Anyone know what setting affects this to make it look less grainy? You may have to zoom in a bit: 

Thank you! I'm trying to sort out my graphics settings

20180411184625_1.jpg

20180411184809_1.jpg

unlikely_spider
Posted

It's tough to see in the screenshots. Do you have sharpening filter on? I've actually recently switched to the blur filter for landscape and like the results - they say it also helps with spotting.

  • Upvote 1
ShamrockOneFive
Posted

What effect does anisotropic filtering have on this?

 

What are your terrain distance settings are set at? Default, 2x, 4x, etc?

 

 

SYN_Luftwaffles
Posted

I've got it on ultra, 4x distant, those photos were base settings without any nvidia control panel changes. It seemed to look better with antialiasing - transparency. Also, if I crank up the anisostropic filtering control panel, what setting do you suggest? I was concerned that the control panel and the game's in-game settings would conflict with one another if I used override app, or enhance app. 

ShamrockOneFive
Posted
1 hour ago, SYN_Luftwaffles said:

I've got it on ultra, 4x distant, those photos were base settings without any nvidia control panel changes. It seemed to look better with antialiasing - transparency. Also, if I crank up the anisostropic filtering control panel, what setting do you suggest? I was concerned that the control panel and the game's in-game settings would conflict with one another if I used override app, or enhance app. 

 

Hrmmm... If memory serves, Ultra automatically applies a 4x anisostropic filtering setting.

 

You could try overriding in nVidia, set it to 8X and see what happens to the quality. Maybe nothing. Turning FXAA on may fix that but then again maybe not. I find that the new Stalingrad in the distance tends to get a little grainy like there's too much contrast at those distances. On your screenshots is a bit magnified compared to mine. That may be because of the 4X rendering too or that may have no effect.

Wolfram-Harms
Posted (edited)

The higher the Anisotropic Filtering setting, the sharper distant things will get (and maybe more grainy).

 

To enhance visuals in the graphic card settings, see if it offers "Enhance application settings" for AA and other settings.

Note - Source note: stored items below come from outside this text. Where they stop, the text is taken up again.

//! Application startup and lifecycle management.

use crate::config::GatewayConfig;
use crate::handlers::{generate::generate, health::health_check, metrics::metrics, not_found};
use crate::services::metrics::init_metrics;
use crate::services::providers::{CompletionProvider, GroqProvider};
use crate::services::CompletionService;
use axum::{
    middleware::from_fn,
    routing::{get, post},
    Router,
};
use service_core::error::{panic_response, AppError};
use service_core::middleware::{make_request_span, request_id_middleware};
use std::net::SocketAddr;
use std::sync::Arc;
use tokio::net::TcpListener;
use tokio::signal;
use tower_http::catch_panic::CatchPanicLayer;
use tower_http::trace::TraceLayer;

/// Shared application state.
#[derive(Clone)]
pub struct AppState {
    pub completion: CompletionService,
}

impl AppState {
    pub fn new(provider: Arc<dyn CompletionProvider>) -> Self {
        Self {
            completion: CompletionService::new(provider),
        }
    }
}

pub fn build_router(state: AppState) -> Router {
    init_metrics();

    Router::new()
        .route("/generative-ai/health", get(health_check))
        .route("/generative-ai/generate", post(generate))
        .route("/metrics", get(metrics))
        .fallback(not_found)
        .layer(CatchPanicLayer::custom(panic_response))
        .layer(TraceLayer::new_for_http().make_span_with(make_request_span::<axum::body::Body>))
        .layer(from_fn(request_id_middleware))
        .with_state(state)
}

/// Application container for managing server lifecycle.
pub struct Application {
    port: u16,
    listener: TcpListener,
    state: AppState,
}

impl Application {
    /// Build the application with the Groq provider described by `config`.
    pub async fn build(config: GatewayConfig) -> Result<Self, AppError> {
        if config.groq.api_key.is_none() {
            tracing::warn!("GROQ_API_KEY is not set; generation requests will fail until it is");
        }

        let provider = GroqProvider::new(config.groq.clone()).inspect_err(|e| {
            tracing::error!("Failed to initialize Groq provider: {}", e);
        })?;

        tracing::info!(
            model = %config.groq.model,
            base_url = %config.groq.base_url,
            "Initialized Groq completion provider"
        );

        Self::build_with_provider(config, Arc::new(provider)).await
    }

    /// Build the application around an already constructed provider.
    pub async fn build_with_provider(
        config: GatewayConfig,
        provider: Arc<dyn CompletionProvider>,
    ) -> Result<Self, AppError> {
        let state = AppState::new(provider);

        // port 0 = random port for testing
        let addr = SocketAddr::from(([0, 0, 0, 0], config.common.port));
        let listener = TcpListener::bind(addr).await.map_err(|e| {
            tracing::error!("Failed to bind HTTP listener to {}: {}", addr, e);
            AppError::from(e)
        })?;
        let port = listener.local_addr()?.port();

        tracing::info!("GenAI gateway listening on port {}", port);

        Ok(Self {
            port,
            listener,
            state,
        })
    }

    /// Get the port the server is listening on.
    pub fn port(&self) -> u16 {
        self.port
    }

    /// Run the application until a shutdown signal arrives.
    pub async fn run_until_stopped(self) -> std::io::Result<()> {
        axum::serve(self.listener, build_router(self.state))
            .with_graceful_shutdown(shutdown_signal())
            .await
    }
}

async fn shutdown_signal() {
    let ctrl_c = async {
        signal::ctrl_c()
            .await
            .expect("Failed to install Ctrl+C handler");
    };

    #[cfg(unix)]
    let terminate = async {
        signal::unix::signal(signal::unix::SignalKind::terminate())
            .expect("Failed to install SIGTERM handler")
            .recv()
            .await;
    };

    #[cfg(not(unix))]
    let terminate = std::future::pending::<()>();

    tokio::select! {
        _ = ctrl_c => {},
        _ = terminate => {},
    }

    tracing::info!("Shutdown signal received");
}
use axum::{
    Json,
    http::StatusCode,
    response::{IntoResponse, Response},
};
use serde::{Deserialize, Serialize};
use std::any::Any;
use thiserror::Error;

/// Version tag carried by every error body.
pub const API_VERSION: &str = "1.0";

/// One failed field of a rejected request body.
#[derive(Debug, Clone, PartialEq, Eq, Serialize, Deserialize)]
pub struct FieldViolation {
    /// Path to the offending value, starting with `"body"`.
    pub location: Vec<String>,
    pub message: String,
    #[serde(rename = "type")]
    pub kind: String,
}

impl FieldViolation {
    pub fn new<I, L>(location: I, message: impl Into<String>, kind: impl Into<String>) -> Self
    where
        I: IntoIterator<Item = L>,
        L: Into<String>,
    {
        Self {
            location: location.into_iter().map(Into::into).collect(),
            message: message.into(),
            kind: kind.into(),
        }
    }

    /// Violation located at a top-level field of the request body.
    pub fn body_field(
        field: impl Into<String>,
        message: impl Into<String>,
        kind: impl Into<String>,
    ) -> Self {
        Self {
            location: vec!["body".to_string(), field.into()],
            message: message.into(),
            kind: kind.into(),
        }
    }

    /// Violation of the body as a whole.
    pub fn body(message: impl Into<String>, kind: impl Into<String>) -> Self {
        Self::new(["body"], message, kind)
    }
}

/// Body of a domain or upstream error response.
#[derive(Debug, Clone, Serialize, Deserialize)]
pub struct ErrorEnvelope {
    pub mssg: String,
    pub details: String,
    pub version: String,
}

/// Body of a 400 response for a rejected request shape.
#[derive(Debug, Clone, Serialize, Deserialize)]
pub struct ValidationEnvelope {
    pub message: String,
    pub details: Vec<FieldViolation>,
    pub version: String,
}

#[derive(Debug, Error)]
pub enum AppError {
    #[error("Validation error: {}", summarize(.0))]
    ValidationError(Vec<FieldViolation>),

    /// Error with an explicit status code, rendered verbatim.
    #[error("{description}: {details}")]
    ApiError {
        code: StatusCode,
        description: String,
        details: String,
    },

    #[error("Configuration error: {0}")]
    ConfigError(anyhow::Error),

    #[error("Internal server error: {0}")]
    InternalError(#[from] anyhow::Error),
}

fn summarize(violations: &[FieldViolation]) -> String {
    violations
        .iter()
        .map(|v| format!("{} ({})", v.location.join("."), v.message))
        .collect::<Vec<_>>()
        .join(", ")
}

impl AppError {
    pub fn api(
        code: StatusCode,
        description: impl Into<String>,
        details: impl Into<String>,
    ) -> Self {
        AppError::ApiError {
            code,
            description: description.into(),
            details: details.into(),
        }
    }

    pub fn status(&self) -> StatusCode {
        match self {
            AppError::ValidationError(_) => StatusCode::BAD_REQUEST,
            AppError::ApiError { code, .. } => *code,
            AppError::ConfigError(_) | AppError::InternalError(_) => {
                StatusCode::INTERNAL_SERVER_ERROR
            }
        }
    }
}

/// Flattens `validator` failures into body-field violations, ordered by field name.
pub fn violations_from(errors: &validator::ValidationErrors) -> Vec<FieldViolation> {
    let mut fields: Vec<_> = errors.field_errors().into_iter().collect();
    fields.sort_by_key(|(field, _)| field.to_string());

    fields
        .into_iter()
        .flat_map(|(field, errs)| {
            errs.iter().map(move |err| {
                let message = err
                    .message
                    .as_ref()
                    .map(|m| m.to_string())
                    .unwrap_or_else(|| err.code.to_string());
                FieldViolation::body_field(field.to_string(), message, err.code.to_string())
            })
        })
        .collect()
}

impl From<validator::ValidationErrors> for AppError {
    fn from(errors: validator::ValidationErrors) -> Self {
        AppError::ValidationError(violations_from(&errors))
    }
}

impl From<config::ConfigError> for AppError {
    fn from(err: config::ConfigError) -> Self {
        AppError::ConfigError(anyhow::Error::new(err))
    }
}

impl From<std::io::Error> for AppError {
    fn from(err: std::io::Error) -> Self {
        AppError::InternalError(anyhow::Error::new(err))
    }
}

impl IntoResponse for AppError {
    fn into_response(self) -> Response {
        let status = self.status();

        match self {
            AppError::ValidationError(details) => {
                tracing::debug!(violations = details.len(), "Rejected request body");
                (
                    status,
                    Json(ValidationEnvelope {
                        message: "Validation Error".to_string(),
                        details,
                        version: API_VERSION.to_string(),
                    }),
                )
                    .into_response()
            }
            AppError::ApiError {
                description,
                details,
                ..
            } => {
                if status.is_server_error() {
                    tracing::error!(status = %status, details = %details, "{}", description);
                }
                envelope(status, description, details)
            }
            AppError::ConfigError(err) | AppError::InternalError(err) => {
                tracing::error!(error = %err, "Unhandled error");
                envelope(status, "Internal Server Error".to_string(), err.to_string())
            }
        }
    }
}

fn envelope(status: StatusCode, mssg: String, details: String) -> Response {
    (
        status,
        Json(ErrorEnvelope {
            mssg,
            details,
            version: API_VERSION.to_string(),
        }),
    )
        .into_response()
}

/// Converts a handler panic into a 500 envelope. Used with `CatchPanicLayer::custom`.
pub fn panic_response(err: Box<dyn Any + Send + 'static>) -> Response {
    let details = if let Some(s) = err.downcast_ref::<String>() {
        s.clone()
    } else if let Some(s) = err.downcast_ref::<&str>() {
        s.to_string()
    } else {
        "Unknown panic".to_string()
    };

    tracing::error!(details = %details, "Handler panicked");
    envelope(
        StatusCode::INTERNAL_SERVER_ERROR,
        "Internal Server Error".to_string(),
        details,
    )
}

There are usually the choises:

- Use application settings

- Override application settings

- Enhance application settings

If you see the last, use that, if you GPU can do the job fast enough.
If it is an older card, I'd suggest "Use application settings".

 

 

 

Edited by Wolfram-Harms
216th_Jordan
Posted

Its the distant tree layer that is elevated above the normal map and results in this unsharp/shimmering effect. Never really understood why they kept it but it must have some reason.

SYN_Luftwaffles
Posted

I'm on a 2560x1080 monitor, that probably doesn't help the grainyness. Seems that "enhancing" the anisostropic has helped the most.